▼

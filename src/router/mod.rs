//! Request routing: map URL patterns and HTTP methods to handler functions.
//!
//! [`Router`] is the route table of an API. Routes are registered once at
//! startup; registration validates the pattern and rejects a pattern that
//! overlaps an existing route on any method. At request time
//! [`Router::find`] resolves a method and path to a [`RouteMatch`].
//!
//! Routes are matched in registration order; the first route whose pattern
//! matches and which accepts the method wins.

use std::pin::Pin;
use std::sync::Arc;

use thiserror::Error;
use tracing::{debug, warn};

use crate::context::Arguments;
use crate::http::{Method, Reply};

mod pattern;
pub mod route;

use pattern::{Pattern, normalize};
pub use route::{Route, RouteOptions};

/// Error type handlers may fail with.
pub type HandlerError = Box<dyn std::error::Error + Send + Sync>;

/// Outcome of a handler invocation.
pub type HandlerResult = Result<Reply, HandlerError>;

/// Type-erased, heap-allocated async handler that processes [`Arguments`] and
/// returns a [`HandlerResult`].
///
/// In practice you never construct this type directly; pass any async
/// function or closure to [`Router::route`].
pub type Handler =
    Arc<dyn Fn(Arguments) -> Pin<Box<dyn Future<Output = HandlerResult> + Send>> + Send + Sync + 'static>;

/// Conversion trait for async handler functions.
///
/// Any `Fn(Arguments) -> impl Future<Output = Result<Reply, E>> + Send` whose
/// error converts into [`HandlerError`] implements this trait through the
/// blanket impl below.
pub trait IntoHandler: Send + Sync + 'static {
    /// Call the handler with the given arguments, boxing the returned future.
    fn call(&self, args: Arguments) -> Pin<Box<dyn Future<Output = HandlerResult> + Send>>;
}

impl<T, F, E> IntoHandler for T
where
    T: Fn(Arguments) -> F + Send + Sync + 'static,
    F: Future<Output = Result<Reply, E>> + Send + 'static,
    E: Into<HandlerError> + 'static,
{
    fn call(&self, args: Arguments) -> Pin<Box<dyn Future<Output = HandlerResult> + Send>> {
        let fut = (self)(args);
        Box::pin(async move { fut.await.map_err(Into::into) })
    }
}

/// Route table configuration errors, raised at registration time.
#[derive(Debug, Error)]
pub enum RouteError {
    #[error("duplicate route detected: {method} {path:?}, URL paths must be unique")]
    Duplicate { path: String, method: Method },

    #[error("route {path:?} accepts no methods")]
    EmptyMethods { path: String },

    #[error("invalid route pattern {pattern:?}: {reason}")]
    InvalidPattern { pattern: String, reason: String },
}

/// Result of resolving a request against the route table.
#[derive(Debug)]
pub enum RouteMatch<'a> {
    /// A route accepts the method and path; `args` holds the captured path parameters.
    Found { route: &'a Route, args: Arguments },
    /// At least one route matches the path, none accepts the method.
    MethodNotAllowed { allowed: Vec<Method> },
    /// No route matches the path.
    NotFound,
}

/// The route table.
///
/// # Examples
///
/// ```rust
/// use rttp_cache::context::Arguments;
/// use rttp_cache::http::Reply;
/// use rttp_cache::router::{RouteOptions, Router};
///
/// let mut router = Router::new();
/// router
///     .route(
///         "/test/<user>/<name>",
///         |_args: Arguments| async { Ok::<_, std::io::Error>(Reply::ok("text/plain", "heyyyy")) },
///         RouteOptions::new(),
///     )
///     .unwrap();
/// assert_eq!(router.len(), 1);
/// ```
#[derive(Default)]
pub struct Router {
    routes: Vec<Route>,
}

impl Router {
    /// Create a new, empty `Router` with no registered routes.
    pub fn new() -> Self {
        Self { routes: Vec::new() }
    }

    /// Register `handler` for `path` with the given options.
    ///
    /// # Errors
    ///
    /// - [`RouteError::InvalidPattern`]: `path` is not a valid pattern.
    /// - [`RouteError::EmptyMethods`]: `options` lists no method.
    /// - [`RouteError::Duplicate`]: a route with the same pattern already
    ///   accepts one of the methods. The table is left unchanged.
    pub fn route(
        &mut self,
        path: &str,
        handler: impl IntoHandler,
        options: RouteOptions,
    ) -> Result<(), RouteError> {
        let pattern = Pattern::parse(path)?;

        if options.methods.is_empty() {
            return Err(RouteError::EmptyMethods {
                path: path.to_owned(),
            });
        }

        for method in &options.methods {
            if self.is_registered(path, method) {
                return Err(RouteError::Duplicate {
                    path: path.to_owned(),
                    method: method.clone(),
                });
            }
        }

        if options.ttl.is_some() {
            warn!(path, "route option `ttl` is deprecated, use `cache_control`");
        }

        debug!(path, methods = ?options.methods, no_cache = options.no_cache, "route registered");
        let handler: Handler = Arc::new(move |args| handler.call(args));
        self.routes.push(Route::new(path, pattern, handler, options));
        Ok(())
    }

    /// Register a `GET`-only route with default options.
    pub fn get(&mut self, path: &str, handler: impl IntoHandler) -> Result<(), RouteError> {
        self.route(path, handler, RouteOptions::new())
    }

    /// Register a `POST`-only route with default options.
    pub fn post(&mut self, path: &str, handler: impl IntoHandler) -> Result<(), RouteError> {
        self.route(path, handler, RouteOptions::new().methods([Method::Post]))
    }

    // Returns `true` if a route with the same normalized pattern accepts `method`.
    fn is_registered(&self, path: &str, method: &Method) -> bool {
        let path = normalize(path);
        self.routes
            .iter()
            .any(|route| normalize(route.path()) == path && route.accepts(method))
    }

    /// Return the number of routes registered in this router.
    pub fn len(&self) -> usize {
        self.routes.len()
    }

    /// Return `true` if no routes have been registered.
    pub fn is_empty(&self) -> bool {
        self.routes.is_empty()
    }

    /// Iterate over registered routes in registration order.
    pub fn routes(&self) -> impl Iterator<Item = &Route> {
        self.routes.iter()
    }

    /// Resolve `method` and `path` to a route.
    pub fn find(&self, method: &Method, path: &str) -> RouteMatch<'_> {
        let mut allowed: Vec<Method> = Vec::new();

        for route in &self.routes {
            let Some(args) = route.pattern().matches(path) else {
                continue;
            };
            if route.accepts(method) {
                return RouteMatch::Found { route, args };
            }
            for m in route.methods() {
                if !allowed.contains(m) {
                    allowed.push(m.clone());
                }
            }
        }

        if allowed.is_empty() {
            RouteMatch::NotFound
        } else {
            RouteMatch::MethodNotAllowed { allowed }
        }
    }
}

▲
▼

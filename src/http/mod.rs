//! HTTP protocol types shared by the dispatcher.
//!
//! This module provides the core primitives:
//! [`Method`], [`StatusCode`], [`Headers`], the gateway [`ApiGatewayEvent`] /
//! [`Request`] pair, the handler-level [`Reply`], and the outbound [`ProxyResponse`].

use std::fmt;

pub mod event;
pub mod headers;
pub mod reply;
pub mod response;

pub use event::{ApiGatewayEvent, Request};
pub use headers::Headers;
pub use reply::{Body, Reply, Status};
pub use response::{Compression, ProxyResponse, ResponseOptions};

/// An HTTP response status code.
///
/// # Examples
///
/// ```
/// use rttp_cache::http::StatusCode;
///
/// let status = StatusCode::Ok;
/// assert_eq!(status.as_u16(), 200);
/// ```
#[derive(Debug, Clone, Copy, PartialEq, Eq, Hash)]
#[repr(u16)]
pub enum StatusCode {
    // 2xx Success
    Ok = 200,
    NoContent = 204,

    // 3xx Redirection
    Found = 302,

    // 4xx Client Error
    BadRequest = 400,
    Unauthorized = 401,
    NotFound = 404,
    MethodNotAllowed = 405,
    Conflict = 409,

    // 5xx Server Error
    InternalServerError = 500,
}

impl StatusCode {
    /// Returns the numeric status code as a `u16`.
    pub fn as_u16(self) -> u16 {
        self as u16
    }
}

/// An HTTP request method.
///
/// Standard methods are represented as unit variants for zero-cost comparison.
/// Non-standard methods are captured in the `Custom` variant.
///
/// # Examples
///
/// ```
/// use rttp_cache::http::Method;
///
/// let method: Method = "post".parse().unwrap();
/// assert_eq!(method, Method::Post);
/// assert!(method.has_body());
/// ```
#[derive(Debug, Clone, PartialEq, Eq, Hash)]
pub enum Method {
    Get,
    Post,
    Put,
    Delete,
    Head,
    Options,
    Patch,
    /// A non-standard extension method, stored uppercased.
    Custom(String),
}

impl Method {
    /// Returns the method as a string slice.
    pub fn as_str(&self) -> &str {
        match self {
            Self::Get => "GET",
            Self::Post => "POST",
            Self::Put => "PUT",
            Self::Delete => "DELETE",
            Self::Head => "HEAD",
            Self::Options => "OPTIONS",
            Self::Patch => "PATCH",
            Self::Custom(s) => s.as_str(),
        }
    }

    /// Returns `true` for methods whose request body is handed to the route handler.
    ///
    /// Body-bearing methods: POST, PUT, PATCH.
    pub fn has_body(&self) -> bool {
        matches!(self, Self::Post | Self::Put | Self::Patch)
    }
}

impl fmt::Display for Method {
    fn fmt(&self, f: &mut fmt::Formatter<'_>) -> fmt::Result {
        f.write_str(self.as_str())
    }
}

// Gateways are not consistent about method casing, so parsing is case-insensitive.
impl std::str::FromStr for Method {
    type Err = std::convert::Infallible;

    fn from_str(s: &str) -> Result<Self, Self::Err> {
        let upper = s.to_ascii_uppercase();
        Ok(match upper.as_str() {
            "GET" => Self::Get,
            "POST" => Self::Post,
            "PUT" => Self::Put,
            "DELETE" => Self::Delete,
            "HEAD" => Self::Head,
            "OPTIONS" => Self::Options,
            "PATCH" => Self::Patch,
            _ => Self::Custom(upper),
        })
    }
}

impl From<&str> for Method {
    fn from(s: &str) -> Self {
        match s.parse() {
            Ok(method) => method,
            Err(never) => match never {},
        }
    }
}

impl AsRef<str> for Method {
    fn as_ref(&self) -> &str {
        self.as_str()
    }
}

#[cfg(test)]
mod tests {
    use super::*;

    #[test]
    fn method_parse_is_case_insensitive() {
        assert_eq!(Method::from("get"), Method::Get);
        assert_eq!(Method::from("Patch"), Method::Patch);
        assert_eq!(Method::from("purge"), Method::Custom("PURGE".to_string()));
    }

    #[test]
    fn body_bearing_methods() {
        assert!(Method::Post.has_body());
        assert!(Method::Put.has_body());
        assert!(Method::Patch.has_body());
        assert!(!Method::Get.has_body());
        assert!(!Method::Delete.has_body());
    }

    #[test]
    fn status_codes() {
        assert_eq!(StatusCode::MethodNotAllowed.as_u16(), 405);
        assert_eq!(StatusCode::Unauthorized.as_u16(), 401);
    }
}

▲
▼

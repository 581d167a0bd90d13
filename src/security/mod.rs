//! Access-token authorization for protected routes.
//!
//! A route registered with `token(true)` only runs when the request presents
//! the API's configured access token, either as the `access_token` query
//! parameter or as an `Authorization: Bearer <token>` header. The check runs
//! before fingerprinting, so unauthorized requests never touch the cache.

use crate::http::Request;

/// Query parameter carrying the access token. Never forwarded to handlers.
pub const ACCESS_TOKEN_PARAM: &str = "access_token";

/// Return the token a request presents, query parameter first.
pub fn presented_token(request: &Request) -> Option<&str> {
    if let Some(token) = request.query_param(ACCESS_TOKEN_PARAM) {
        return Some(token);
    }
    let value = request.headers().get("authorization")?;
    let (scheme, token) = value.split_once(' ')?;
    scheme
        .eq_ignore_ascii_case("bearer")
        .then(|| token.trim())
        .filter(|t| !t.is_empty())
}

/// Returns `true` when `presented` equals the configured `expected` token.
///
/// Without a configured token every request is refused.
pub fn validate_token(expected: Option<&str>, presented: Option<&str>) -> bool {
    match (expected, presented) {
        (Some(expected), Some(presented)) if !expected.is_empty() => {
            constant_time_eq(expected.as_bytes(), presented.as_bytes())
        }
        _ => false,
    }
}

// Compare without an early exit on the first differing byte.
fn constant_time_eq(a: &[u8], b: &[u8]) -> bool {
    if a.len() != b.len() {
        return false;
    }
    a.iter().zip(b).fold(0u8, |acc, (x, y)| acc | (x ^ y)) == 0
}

▲

• **Problem**
Working through the records, find each line containing the word "Delete" and copy it.

• **Answer area**
    Delete,
            Self::Delete => "DELETE",
            "DELETE" => Self::Delete,
        assert!(!Method::Delete.has_body());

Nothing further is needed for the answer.